Below we’re rounding up several conversations, drawn from the Oct. 31 report, between the universities’ presidents and their board leaders that provide insight into how they processed the heightened scrutiny from lawmakers. 

Harvard leader slams lawmaker as ‘purveyor of hate’

Former Harvard University President Claudine Gay faced backlash after a December congressional hearing, when she refused to give a yes-or-no answer when asked if calls for the genocide of the Jewish people would violate the Ivy League institution’s policies. 
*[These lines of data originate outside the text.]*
//! Multi-scale lane graph convolution and the lane-graph encoder.
//!
//! Propagation here is purely topological: each relation kind scatter-adds a
//! learned projection of its source nodes into its target nodes, over several
//! residual rounds. Weights are independent per round and per relation.

use crate::graph::batch::GraphBatch;
use crate::graph::scene::RelationKind;
use crate::nn::{relu_inplace, GroupNorm, Linear, NormedLinear};
use tracing::debug;

/// One residual round of multi-relation convolution.
#[derive(Clone, Debug)]
struct ConvRound {
    /// Base projection of the current embeddings
    base: Linear,
    /// Per-relation source projections, indexed by relation slot
    rel: Vec<Linear>,
    /// Post-aggregation normalization
    norm: GroupNorm,
    /// Output transform inside the residual
    out: NormedLinear,
}

impl ConvRound {
    fn new(n_map: usize, num_scales: usize) -> Self {
        Self {
            base: Linear::new_no_bias(n_map, n_map),
            rel: (0..RelationKind::count(num_scales))
                .map(|_| Linear::new_no_bias(n_map, n_map))
                .collect(),
            norm: GroupNorm::new(1, n_map),
            out: NormedLinear::new(n_map, n_map, false),
        }
    }
}

/// Residual multi-relation convolution over the batched lane graph.
#[derive(Clone, Debug)]
pub struct LaneGraphConv {
    rounds: Vec<ConvRound>,
    num_scales: usize,
}

impl LaneGraphConv {
    /// Create a convolution block with `num_rounds` residual rounds.
    pub fn new(n_map: usize, num_scales: usize, num_rounds: usize) -> Self {
        Self {
            rounds: (0..num_rounds)
                .map(|_| ConvRound::new(n_map, num_scales))
                .collect(),
            num_scales,
        }
    }

    /// Run all rounds and return updated lane embeddings.
    ///
    /// Empty relation edge lists contribute nothing. Scatter-add order over
    /// edges landing on the same target does not affect the result.
    pub fn forward(&self, feats: &[Vec<f32>], graph: &GraphBatch) -> Vec<Vec<f32>> {
        let mut feat = feats.to_vec();
        for round in &self.rounds {
            let res = feat.clone();

            // Accumulate-then-commit: all relations reduce into one buffer.
            let mut acc: Vec<Vec<f32>> =
                feat.iter().map(|f| round.base.forward(f)).collect();
            for kind in RelationKind::all(self.num_scales) {
                let edges = graph.edges(&kind);
                let w = &round.rel[kind.slot(self.num_scales)];
                for (&u, &v) in edges.u.iter().zip(edges.v.iter()) {
                    let msg = w.forward(&feat[v]);
                    for (o, m) in acc[u].iter_mut().zip(msg.iter()) {
                        *o += m;
                    }
                }
            }

            feat = acc
                .iter()
                .zip(res.iter())
                .map(|(buf, r)| {
                    let mut h = round.norm.forward(buf);
                    relu_inplace(&mut h);
                    let mut out = round.out.forward(&h);
                    for (o, v) in out.iter_mut().zip(r.iter()) {
                        *o += v;
                    }
                    relu_inplace(&mut out);
                    out
                })
                .collect();
        }
        feat
    }
}

/// Lane-graph encoder: embeds node centers and segment features, then runs
/// one structural convolution pass.
#[derive(Clone, Debug)]
pub struct MapEncoder {
    /// Center position embedding, first stage
    pub ctr_in: Linear,
    /// Center position embedding, second stage
    pub ctr_out: NormedLinear,
    /// Segment feature embedding, first stage
    pub seg_in: Linear,
    /// Segment feature embedding, second stage
    pub seg_out: NormedLinear,
    /// Structural convolution over the lane graph
    conv: LaneGraphConv,
}

impl MapEncoder {
    /// Create a lane-graph encoder.
    pub fn new(n_map: usize, num_scales: usize, num_rounds: usize) -> Self {
        Self {
            ctr_in: Linear::new(2, n_map),
            ctr_out: NormedLinear::new(n_map, n_map, false),
            seg_in: Linear::new(2, n_map),
            seg_out: NormedLinear::new(n_map, n_map, false),
            conv: LaneGraphConv::new(n_map, num_scales, num_rounds),
        }
    }

    /// Encode the batched lane graph into node embeddings.
    ///
    /// A degenerate batch (no nodes, or no coarsest-scale edges) short
    /// circuits to an empty, shape-consistent output.
    pub fn forward(&self, graph: &GraphBatch) -> Vec<Vec<f32>> {
        if graph.is_degenerate() {
            debug!("degenerate lane graph batch; skipping lane encoding");
            return Vec::new();
        }

        let feats: Vec<Vec<f32>> = graph
            .ctrs
            .iter()
            .zip(graph.feats.iter())
            .map(|(ctr, seg)| {
                let mut c = self.ctr_in.forward(ctr);
                relu_inplace(&mut c);
                let c = self.ctr_out.forward(&c);

                let mut s = self.seg_in.forward(seg);
                relu_inplace(&mut s);
                let s = self.seg_out.forward(&s);

                let mut out: Vec<f32> = c.iter().zip(s.iter()).map(|(a, b)| a + b).collect();
                relu_inplace(&mut out);
                out
            })
            .collect();

        self.conv.forward(&feats, graph)
    }
}

#[cfg(test)]
mod tests {
    use super::*;
    use crate::core::config::ModelConfig;
    use crate::graph::batch::gather_graphs;
    use crate::graph::scene::{LaneGraph, SceneInput};

    fn chain_scene(n: usize) -> SceneInput {
        let mut graph = LaneGraph::empty(2);
        graph.ctrs = (0..n).map(|i| [i as f32, 0.0]).collect();
        graph.feats = vec![[1.0, 0.0]; n];
        graph.turn = vec![vec![0.0, 0.0]; n];
        graph.control = vec![0.0; n];
        graph.intersect = vec![0.0; n];
        for k in 1..n {
            for s in 0..2 {
                graph.suc[s].push(k - 1, k);
                graph.pre[s].push(k, k - 1);
            }
        }
        SceneInput {
            actor_trajs: Vec::new(),
            actor_ctrs: Vec::new(),
            graph,
        }
    }

    fn small_config() -> ModelConfig {
        ModelConfig {
            num_scales: 2,
            ..Default::default()
        }
    }

    #[test]
    fn test_conv_empty_left_right_ok() {
        let config = small_config();
        let batch = gather_graphs(&[chain_scene(4)], &config).unwrap();
        assert!(batch.left.is_empty());
        let conv = LaneGraphConv::new(8, 2, 2);
        let feats = vec![vec![0.3; 8]; 4];
        let out = conv.forward(&feats, &batch);
        assert_eq!(out.len(), 4);
        assert!(out.iter().flatten().all(|v| v.is_finite()));
    }

    #[test]
    fn test_conv_edge_order_invariance() {
        let config = small_config();
        let mut batch = gather_graphs(&[chain_scene(5)], &config).unwrap();
        let conv = LaneGraphConv::new(8, 2, 2);
        let feats = vec![vec![0.3; 8]; 5];

        let out = conv.forward(&feats, &batch);

        for s in 0..2 {
            batch.pre[s].u.reverse();
            batch.pre[s].v.reverse();
            batch.suc[s].u.reverse();
            batch.suc[s].v.reverse();
        }
        let out_rev = conv.forward(&feats, &batch);

        for (a, b) in out.iter().flatten().zip(out_rev.iter().flatten()) {
            assert!((a - b).abs() < 1e-4);
        }
    }

    #[test]
    fn test_map_encoder_shapes() {
        let config = small_config();
        let batch = gather_graphs(&[chain_scene(3)], &config).unwrap();
        let encoder = MapEncoder::new(8, 2, 2);
        let nodes = encoder.forward(&batch);
        assert_eq!(nodes.len(), 3);
        assert_eq!(nodes[0].len(), 8);
    }

    #[test]
    fn test_map_encoder_degenerate_returns_empty() {
        let config = small_config();
        let batch = gather_graphs(&[], &config).unwrap();
        let encoder = MapEncoder::new(8, 2, 2);
        assert!(encoder.forward(&batch).is_empty());

        // Nodes present but no structural edges: also empty.
        let mut scene = chain_scene(3);
        for s in 0..2 {
            scene.graph.pre[s] = Default::default();
            scene.graph.suc[s] = Default::default();
        }
        let batch = gather_graphs(&[scene], &config).unwrap();
        assert!(encoder.forward(&batch).is_empty());
    }
}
Instead, Gay said Harvard would only punish such speech if it crossed the line into harassment. The two other campus leaders at that hearing — Liz Magill, then the president of University of Pennsylvania, and Sally Kornbluth, the president of the Massachusetts Institute of Technology — gave similar answers to lawmakers. 

Rep. Elise Stefanik, a Republican from New York, led the viral line of questioning and called for Gay’s resignation several times during the hearing. Gay ultimately resigned in early January amid mounting plagiarism allegations and criticism of her leadership in the wake of the Israel-Hamas war. 

Speaking to Harvard’s Board of Overseers only a few days after the December hearing, Gay said she should have expressed that calls for violence against the Jewish community shouldn’t be allowed, according to meeting notes. 

Gay also made an “apparent reference” to Stefanik, according to the report, calling her a “purveyor of hate” and supporter of the neo-fascist Proud Boys. According to The New York Times, Stefanik has circulated political ads that allude to themes of the great replacement theory, a white supremacist belief that Proud Boys members have promoted

The House report called both of Gay’s accusations false.

In a Friday statement, a Harvard spokesperson said the university has taken steps to strengthen its rules for campus spaces and its disciplinary policies.